New dinosaur at Natural History Museum: how to see Patagotitan display, ticket details, what happened to Dippy?

The Patagotitan is believed to have been even bigger than the Argentinosaurus

A replica of what is thought to be the largest dinosaur to have walked the earth has arrived in London’s Natural History Museum.

The Patagotitan, which is four times heavier than Dippy the Diplodocus, will be on display in the enormous 9-metre-high Waterhouse gallery with exhibition developer Sinéad Marron revealing: “We should be able to get it in but there won’t be much wriggle room.”

The huge dinosaur skeleton, thought to be over 100-million-years-old, was discovered in Argentina and is on loan from Argentina‘s Museo Paleontológico Egidio Feruglio.

Two replicas are already on display in America, but this will be the first time a Patagotitan skeleton will be exhibited in Europe.

So what is the Patagotitan and do you need tickets to see it? Here’s everything you need to know.

When will it be on show?

The Patagotitan has arrived at London’s Natural History Museum, the exhibit and it is available to view for around nine months.

A touring exhibition from the Natural History Museum (Photo: PA)A touring exhibition from the Natural History Museum (Photo: PA)
A touring exhibition from the Natural History Museum (Photo: PA)

The museum has brought over not just a representative skelton but some of the real fossil bones first discovered in Argentina.

London’s Natural History Museum explains: “Titanosaur: Life as the biggest dinosaur” will open on 31 March 2023 and will run until 7 January 2024.

Speaking to the BBC, exhibition developer Sinéad Marron remarked on the importance of the exhibit explaining: “The number of bones uncovered represents a treasure trove of material.” Adding: “It means we now know a lot more about this species than we do about many other dinosaurs.

“As part of the exhibition we are displaying a fossilised dinosaur egg that is about 15 cm in diameter, smaller than a football. From that, the animal grew to a length of 37 metres.”

Is Patagotitan the largest dinosaur ever?

The Patagotitan is believed to be one of the largest dinosaurs to have ever roamed the earth. Called Patagotitan mayorum, it is four times heavier than Dippy the diplodocus, who used to feature in the Natural History Museum’s main gallery.

Speaking about the huge size of the dinosaur, museum expert Prof. Paul Barrett said: “Patagotitan mayorum is an incredible specimen that tells us more about giant titanosaurs than ever before. Comparable in weight to more than nine African elephants, this star specimen will inspire visitors to care for some of the planet’s largest and most vulnerable creatures, which face similar challenges for survival, and show that within Earth’s ecosystems, size really does matter.”

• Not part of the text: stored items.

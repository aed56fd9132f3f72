//! Collateralization checks in 256-bit integer fixed-point arithmetic.
//!
//! Prices are quoted in debt units per collateral unit, scaled by
//! `10^price_decimals`. Ratios are expressed in basis points, so `20_000`
//! means the collateral must be worth twice the debt.
//!
//! With every input an `i128` and `price_decimals <= MAX_PRICE_DECIMALS`, no
//! intermediate value below exceeds 2^255, so no input in range can overflow.

use soroban_sdk::{Env, I256};

use crate::Error;

pub const BASIS_POINTS: i128 = 10_000;

/// Feeds quoting with more decimals than this are not supported.
pub const MAX_PRICE_DECIMALS: u32 = 18;

/// Returns whether `collateral` still covers `principal + fees` at
/// `min_ratio` basis points:
///
/// `collateral * price * 10_000 >= (principal + fees) * min_ratio * 10^price_decimals`
///
/// The boundary is inclusive. Without debt any non-negative collateral is safe.
pub fn is_safe(
    env: &Env,
    collateral: i128,
    principal: i128,
    fees: i128,
    price: i128,
    price_decimals: u32,
    min_ratio: u32,
) -> Result<bool, Error> {
    if collateral < 0 {
        return Ok(false);
    }
    let scale = price_scale(price_decimals)?;
    let zero = I256::from_i128(env, 0);
    let debt = I256::from_i128(env, principal).add(&I256::from_i128(env, fees));
    if debt <= zero {
        return Ok(true);
    }
    if price <= 0 {
        return Ok(false);
    }

    // collateral * price < 2^254; the basis points go to the other side as a
    // ceiling division so the product never has to be widened further
    let collateral_value = I256::from_i128(env, collateral).mul(&I256::from_i128(env, price));
    let required_value = debt
        .mul(&I256::from_i128(env, i128::from(min_ratio)))
        .mul(&I256::from_i128(env, scale));
    let bps = I256::from_i128(env, BASIS_POINTS);
    let required_per_bp = required_value
        .add(&bps.sub(&I256::from_i128(env, 1)))
        .div(&bps);

    Ok(collateral_value >= required_per_bp)
}

/// Current collateralization ratio in basis points, rounded down.
/// `u32::MAX` when there is no debt or the ratio does not fit.
pub fn collateralization_ratio(
    env: &Env,
    collateral: i128,
    principal: i128,
    fees: i128,
    price: i128,
    price_decimals: u32,
) -> Result<u32, Error> {
    let scale = price_scale(price_decimals)?;
    let zero = I256::from_i128(env, 0);
    let debt = I256::from_i128(env, principal).add(&I256::from_i128(env, fees));
    if debt <= zero {
        return Ok(u32::MAX);
    }
    if collateral <= 0 || price <= 0 {
        return Ok(0);
    }

    let collateral_value = I256::from_i128(env, collateral).mul(&I256::from_i128(env, price));
    let debt_value = debt.mul(&I256::from_i128(env, scale));
    let bps = I256::from_i128(env, BASIS_POINTS);

    // floor(value * bps / debt) == whole * bps + floor(rest * bps / debt)
    let whole = collateral_value.div(&debt_value);
    if whole > I256::from_i128(env, i128::from(u32::MAX)) {
        return Ok(u32::MAX);
    }
    let rest = collateral_value.sub(&whole.mul(&debt_value));
    let ratio = whole
        .mul(&bps)
        .add(&rest.mul(&bps).div(&debt_value))
        .to_i128()
        .ok_or(Error::ArithmeticError)?;

    Ok(u32::try_from(ratio).unwrap_or(u32::MAX))
}

fn price_scale(price_decimals: u32) -> Result<i128, Error> {
    if price_decimals > MAX_PRICE_DECIMALS {
        return Err(Error::UnsupportedPriceDecimals);
    }
    Ok(10i128.pow(price_decimals))
}
use soroban_sdk::{Address, Env, IntoVal, Symbol, Val, contracttype, symbol_short};

pub(crate) const ADMIN_KEY: Symbol = symbol_short!("ADMIN");

// Instance storage
const STORAGE: Symbol = symbol_short!("STORAGE");

// Persistent storage keys
#[contracttype]
#[derive(Clone)]
pub enum DataKey {
    /// Position record, keyed by collateral type and position id
    Position(Symbol, u64),
    /// Owner index: each owner holds at most one position per collateral type
    OwnerPosition(Address, Symbol),
    /// Collateral type of a position id
    PositionType(u64),
    /// One depositor's contribution to a position
    Deposit(u64, Address),
    /// Depositors of a position in first-seen order
    Depositors(u64),
    /// Risk parameters of a collateral type
    CollateralParam(Symbol),
}

/// Collateralized Debt Position. `collateral` always equals the sum of the
/// position's deposits.
#[contracttype]
#[derive(Clone, Debug, Eq, PartialEq)]
pub struct Position {
    pub id: u64,
    pub collateral_type: Symbol,
    pub owner: Address,
    /// Amount of the collateral token held in escrow for this position
    pub collateral: i128,
    /// Outstanding debt, in the unit of account
    pub principal: i128,
    /// Fees accrued on the debt and not yet paid, in the unit of account
    pub accumulated_fees: i128,
}

impl Position {
    /// Debt the collateral must cover: principal plus accrued fees.
    pub fn total_debt(&self) -> Option<i128> {
        self.principal.checked_add(self.accumulated_fees)
    }
}

#[contracttype]
#[derive(Clone, Debug, Eq, PartialEq)]
pub struct Deposit {
    pub position_id: u64,
    pub depositor: Address,
    pub amount: i128,
}

impl Deposit {
    #[must_use]
    pub fn new(position_id: u64, depositor: Address, amount: i128) -> Self {
        Deposit {
            position_id,
            depositor,
            amount,
        }
    }
}

#[contracttype]
#[derive(Clone, Debug, Eq, PartialEq)]
pub struct CdpStorage {
    /// Id handed to the next opened position
    pub next_position_id: u64,
}

impl CdpStorage {
    /// Get current state of the contract
    pub fn get_state(env: &Env) -> CdpStorage {
        env.storage()
            .instance()
            .get(&STORAGE)
            .expect("contract not initialized")
    }

    pub fn set_state(env: &Env, storage: &CdpStorage) {
        env.storage().instance().set(&STORAGE, storage);
    }
}

/// Write a persistent entry and extend its TTL to the maximum.
pub(crate) fn set_and_extend<V: IntoVal<Env, Val>>(env: &Env, key: &DataKey, value: &V) {
    env.storage().persistent().set(key, value);
    let ttl = env.storage().max_ttl();
    env.storage().persistent().extend_ttl(key, ttl, ttl);
}
use soroban_sdk::{Address, Env, Symbol, panic_with_error};

use crate::{
    Error,
    storage::{CdpStorage, DataKey, Position, set_and_extend},
};

/// Durable positions keyed by `(collateral_type, id)`, with an owner index
/// used to resolve the position a caller acts on.
pub struct PositionStore;

impl PositionStore {
    pub fn get(env: &Env, collateral_type: Symbol, id: u64) -> Option<Position> {
        env.storage()
            .persistent()
            .get(&DataKey::Position(collateral_type, id))
    }

    /// Resolve a position from its id alone, through the id's collateral type.
    pub fn get_by_id(env: &Env, id: u64) -> Option<Position> {
        let collateral_type: Symbol = env
            .storage()
            .persistent()
            .get(&DataKey::PositionType(id))?;
        Self::get(env, collateral_type, id)
    }

    pub fn get_by_owner(
        env: &Env,
        owner: Address,
        collateral_type: Symbol,
    ) -> Result<Position, Error> {
        let id: u64 = env
            .storage()
            .persistent()
            .get(&DataKey::OwnerPosition(owner, collateral_type.clone()))
            .ok_or(Error::PositionNotFound)?;
        // An indexed id without a record means storage was tampered with
        let position = Self::get(env, collateral_type, id)
            .unwrap_or_else(|| panic_with_error!(env, Error::CorruptedLedger));
        Ok(position)
    }

    pub fn has_owner(env: &Env, owner: Address, collateral_type: Symbol) -> bool {
        env.storage()
            .persistent()
            .has(&DataKey::OwnerPosition(owner, collateral_type))
    }

    /// Full replace. Invariants are the caller's responsibility.
    pub fn set(env: &Env, position: &Position) {
        set_and_extend(
            env,
            &DataKey::Position(position.collateral_type.clone(), position.id),
            position,
        );
    }

    /// Allocate the next id and persist a new position together with its owner index entry.
    pub fn insert(
        env: &Env,
        owner: Address,
        collateral_type: Symbol,
        collateral: i128,
        principal: i128,
    ) -> Position {
        let mut state = CdpStorage::get_state(env);
        let id = state.next_position_id;
        let Some(next_id) = id.checked_add(1) else {
            panic_with_error!(env, Error::ArithmeticError);
        };
        state.next_position_id = next_id;
        CdpStorage::set_state(env, &state);

        let position = Position {
            id,
            collateral_type: collateral_type.clone(),
            owner: owner.clone(),
            collateral,
            principal,
            accumulated_fees: 0,
        };
        Self::set(env, &position);
        set_and_extend(env, &DataKey::PositionType(id), &collateral_type);
        set_and_extend(env, &DataKey::OwnerPosition(owner, collateral_type), &id);
        position
    }
}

The gigantic remains were discovered in Patagonia, Argentina after a ranch owner uncovered a thigh bone on his land.

How big is it?

The Patagotitan is believed to have been one of the biggest animals to ever walk the earth. It stretches a whopping 37 metres long and 5 metres high and it is estimated that it could have weighed up to 60 or 70 tonnes in life.

It just about fits into the enormous 9-metre-high Waterhouse gallery, with head of technical production Jez Burn Marron revealing: “It’s been quite the challenge, second only to hanging our blue whale from the ceiling in the museum’s Hintze Hall.”

How can I get tickets?

Tickets for the exhibition are available to buy in advance now from the Natural History Museum’s website. Adult tickets are priced from £16.00, and child tickets from £9.00. Family tickets will cost between £27.25- £47.25.

The cast is accompanied by lots of interactive videos and games that explain the life stories of exceptionally large sauropods that lived in the Crectacerous Period of Earth History.